(Stored dataset items)
········

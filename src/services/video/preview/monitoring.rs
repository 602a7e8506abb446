use std::{sync::Arc, time::Duration};

use tokio::time::MissedTickBehavior;
use tracing::{error, info, trace, warn};

use crate::services::video::{EmbedPlayer, PreviewSegment, VideoError, task::TaskGuard};

const COMPONENT: &str = "preview";

/// What the monitor does after reading a position.
#[derive(Debug, Clone, Copy, PartialEq, Eq)]
pub(crate) enum MonitorAction {
    /// Nothing to do
    Continue,

    /// Seek back to the segment start and replay
    LoopBack,

    /// Pause and stop monitoring
    Finish,
}

/// Decides loop-back and pause-at-end from observed positions.
///
/// After a loop-back the tracker ignores positions at or past the end until
/// it sees one before the end, so a seek the embed has not applied yet is
/// never issued twice.
#[derive(Debug, Clone)]
pub(crate) struct SegmentTracker {
    end: f64,
    loop_playback: bool,
    awaiting_seek: bool,
    finished: bool,
}

impl SegmentTracker {
    pub(crate) fn new(segment: &PreviewSegment) -> Self {
        Self {
            end: segment.end_offset_seconds,
            loop_playback: segment.loop_playback,
            awaiting_seek: false,
            finished: false,
        }
    }

    pub(crate) fn observe(&mut self, position: f64) -> MonitorAction {
        if self.finished {
            return MonitorAction::Continue;
        }

        if position < self.end {
            self.awaiting_seek = false;
            return MonitorAction::Continue;
        }

        if !self.loop_playback {
            self.finished = true;
            return MonitorAction::Finish;
        }

        if self.awaiting_seek {
            MonitorAction::Continue
        } else {
            self.awaiting_seek = true;
            MonitorAction::LoopBack
        }
    }
}

/// Polls a preview player's position and enforces its segment bounds.
///
/// The embed has no "reached time X" notification and its native end
/// clipping cannot loop back to a non-zero start, so the position is polled.
pub(crate) struct SegmentMonitor;

impl SegmentMonitor {
    /// Start monitoring. The returned guard stops the monitor when dropped.
    pub(crate) fn spawn(
        player: Arc<dyn EmbedPlayer>,
        segment: PreviewSegment,
        period: Duration,
    ) -> TaskGuard {
        info!(component = COMPONENT, ?period, "Starting loop monitoring");

        TaskGuard::spawn(async move {
            Self::run(player, segment, period).await;
        })
    }

    async fn run(player: Arc<dyn EmbedPlayer>, segment: PreviewSegment, period: Duration) {
        let mut tracker = SegmentTracker::new(&segment);
        let mut ticker = tokio::time::interval(period);
        ticker.set_missed_tick_behavior(MissedTickBehavior::Delay);
        ticker.tick().await;

        loop {
            ticker.tick().await;

            let position = match player.current_time() {
                Ok(position) => position,
                Err(VideoError::PlayerDestroyed) => {
                    error!(component = COMPONENT, "Player became unavailable during monitoring");
                    return;
                }
                Err(e) => {
                    error!(component = COMPONENT, error = %e, "Error in loop monitoring");
                    continue;
                }
            };

            match tracker.observe(position) {
                MonitorAction::Continue => {
                    trace!(component = COMPONENT, position, "Monitor tick");
                }
                MonitorAction::LoopBack => {
                    info!(
                        component = COMPONENT,
                        from = segment.end_offset_seconds,
                        to = segment.start_offset_seconds,
                        "Looping preview segment"
                    );
                    if let Err(e) = player.seek_to(segment.start_offset_seconds, true) {
                        warn!(component = COMPONENT, error = %e, "Failed to seek back to start");
                    }
                    if let Err(e) = player.play() {
                        warn!(component = COMPONENT, error = %e, "Failed to replay segment");
                    }
                }
                MonitorAction::Finish => {
                    info!(component = COMPONENT, "End time reached, pausing preview");
                    if let Err(e) = player.pause() {
                        warn!(component = COMPONENT, error = %e, "Failed to pause at segment end");
                    }
                    return;
                }
            }
        }
    }
}

#[cfg(test)]
mod tests {
    use super::*;

    fn segment(loop_playback: bool) -> PreviewSegment {
        PreviewSegment::new("abc", 10.0, 40.0, loop_playback)
    }

    #[test]
    fn loops_once_per_crossing() {
        let mut tracker = SegmentTracker::new(&segment(true));

        assert_eq!(tracker.observe(39.9), MonitorAction::Continue);
        assert_eq!(tracker.observe(40.0), MonitorAction::LoopBack);
        assert_eq!(tracker.observe(40.1), MonitorAction::Continue);
        assert_eq!(tracker.observe(10.0), MonitorAction::Continue);
        assert_eq!(tracker.observe(40.2), MonitorAction::LoopBack);
    }

    #[test]
    fn finishes_once_without_loop() {
        let mut tracker = SegmentTracker::new(&segment(false));

        assert_eq!(tracker.observe(41.0), MonitorAction::Finish);
        assert_eq!(tracker.observe(41.0), MonitorAction::Continue);
        assert_eq!(tracker.observe(10.0), MonitorAction::Continue);
        assert_eq!(tracker.observe(45.0), MonitorAction::Continue);
    }

    #[test]
    fn malformed_segment_seeks_once_then_holds() {
        let mut tracker = SegmentTracker::new(&PreviewSegment::new("abc", 40.0, 10.0, true));

        assert_eq!(tracker.observe(40.0), MonitorAction::LoopBack);
        assert_eq!(tracker.observe(40.0), MonitorAction::Continue);
    }
}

········

**ACTION ITEM:** Make a word-for-word copy of the records.

**SOLUTION TO THE PROBLEM:**
filename src/services/video/preview/monitoring.rs
repository 602a7e8506abb446
use std::{sync::Arc, time::Duration};

use tokio::time::MissedTickBehavior;
use tracing::{error, info, trace, warn};

use crate::services::video::{EmbedPlayer, PreviewSegment, VideoError, task::TaskGuard};

const COMPONENT: &str = "preview";

/// What the monitor does after reading a position.
#[derive(Debug, Clone, Copy, PartialEq, Eq)]
pub(crate) enum MonitorAction {
    /// Nothing to do
    Continue,

    /// Seek back to the segment start and replay
    LoopBack,

    /// Pause and stop monitoring
    Finish,
}

/// Decides loop-back and pause-at-end from observed positions.
///
/// After a loop-back the tracker ignores positions at or past the end until
/// it sees one before the end, so a seek the embed has not applied yet is
/// never issued twice.
#[derive(Debug, Clone)]
pub(crate) struct SegmentTracker {
    end: f64,
    loop_playback: bool,
    awaiting_seek: bool,
    finished: bool,
}

impl SegmentTracker {
    pub(crate) fn new(segment: &PreviewSegment) -> Self {
        Self {
            end: segment.end_offset_seconds,
            loop_playback: segment.loop_playback,
            awaiting_seek: false,
            finished: false,
        }
    }

    pub(crate) fn observe(&mut self, position: f64) -> MonitorAction {
        if self.finished {
            return MonitorAction::Continue;
        }

        if position < self.end {
            self.awaiting_seek = false;
            return MonitorAction::Continue;
        }

        if !self.loop_playback {
            self.finished = true;
            return MonitorAction::Finish;
        }

        if self.awaiting_seek {
            MonitorAction::Continue
        } else {
            self.awaiting_seek = true;
            MonitorAction::LoopBack
        }
    }
}

/// Polls a preview player's position and enforces its segment bounds.
///
/// The embed has no "reached time X" notification and its native end
/// clipping cannot loop back to a non-zero start, so the position is polled.
pub(crate) struct SegmentMonitor;

impl SegmentMonitor {
    /// Start monitoring. The returned guard stops the monitor when dropped.
    pub(crate) fn spawn(
        player: Arc<dyn EmbedPlayer>,
        segment: PreviewSegment,
        period: Duration,
    ) -> TaskGuard {
        info!(component = COMPONENT, ?period, "Starting loop monitoring");

        TaskGuard::spawn(async move {
            Self::run(player, segment, period).await;
        })
    }

    async fn run(player: Arc<dyn EmbedPlayer>, segment: PreviewSegment, period: Duration) {
        let mut tracker = SegmentTracker::new(&segment);
        let mut ticker = tokio::time::interval(period);
        ticker.set_missed_tick_behavior(MissedTickBehavior::Delay);
        ticker.tick().await;

        loop {
            ticker.tick().await;

            let position = match player.current_time() {
                Ok(position) => position,
                Err(VideoError::PlayerDestroyed) => {
                    error!(component = COMPONENT, "Player became unavailable during monitoring");
                    return;
                }
                Err(e) => {
                    error!(component = COMPONENT, error = %e, "Error in loop monitoring");
                    continue;
                }
            };

            match tracker.observe(position) {
                MonitorAction::Continue => {
                    trace!(component = COMPONENT, position, "Monitor tick");
                }
                MonitorAction::LoopBack => {
                    info!(
                        component = COMPONENT,
                        from = segment.end_offset_seconds,
                        to = segment.start_offset_seconds,
                        "Looping preview segment"
                    );
                    if let Err(e) = player.seek_to(segment.start_offset_seconds, true) {
                        warn!(component = COMPONENT, error = %e, "Failed to seek back to start");
                    }
                    if let Err(e) = player.play() {
                        warn!(component = COMPONENT, error = %e, "Failed to replay segment");
                    }
                }
                MonitorAction::Finish => {
                    info!(component = COMPONENT, "End time reached, pausing preview");
                    if let Err(e) = player.pause() {
                        warn!(component = COMPONENT, error = %e, "Failed to pause at segment end");
                    }
                    return;
                }
            }
        }
    }
}

#[cfg(test)]
mod tests {
    use super::*;

    fn segment(loop_playback: bool) -> PreviewSegment {
        PreviewSegment::new("abc", 10.0, 40.0, loop_playback)
    }

    #[test]
    fn loops_once_per_crossing() {
        let mut tracker = SegmentTracker::new(&segment(true));

        assert_eq!(tracker.observe(39.9), MonitorAction::Continue);
        assert_eq!(tracker.observe(40.0), MonitorAction::LoopBack);
        assert_eq!(tracker.observe(40.1), MonitorAction::Continue);
        assert_eq!(tracker.observe(10.0), MonitorAction::Continue);
        assert_eq!(tracker.observe(40.2), MonitorAction::LoopBack);
    }

    #[test]
    fn finishes_once_without_loop() {
        let mut tracker = SegmentTracker::new(&segment(false));

        assert_eq!(tracker.observe(41.0), MonitorAction::Finish);
        assert_eq!(tracker.observe(41.0), MonitorAction::Continue);
        assert_eq!(tracker.observe(10.0), MonitorAction::Continue);
        assert_eq!(tracker.observe(45.0), MonitorAction::Continue);
    }

    #[test]
    fn malformed_segment_seeks_once_then_holds() {
        let mut tracker = SegmentTracker::new(&PreviewSegment::new("abc", 40.0, 10.0, true));

        assert_eq!(tracker.observe(40.0), MonitorAction::LoopBack);
        assert_eq!(tracker.observe(40.0), MonitorAction::Continue);
    }
}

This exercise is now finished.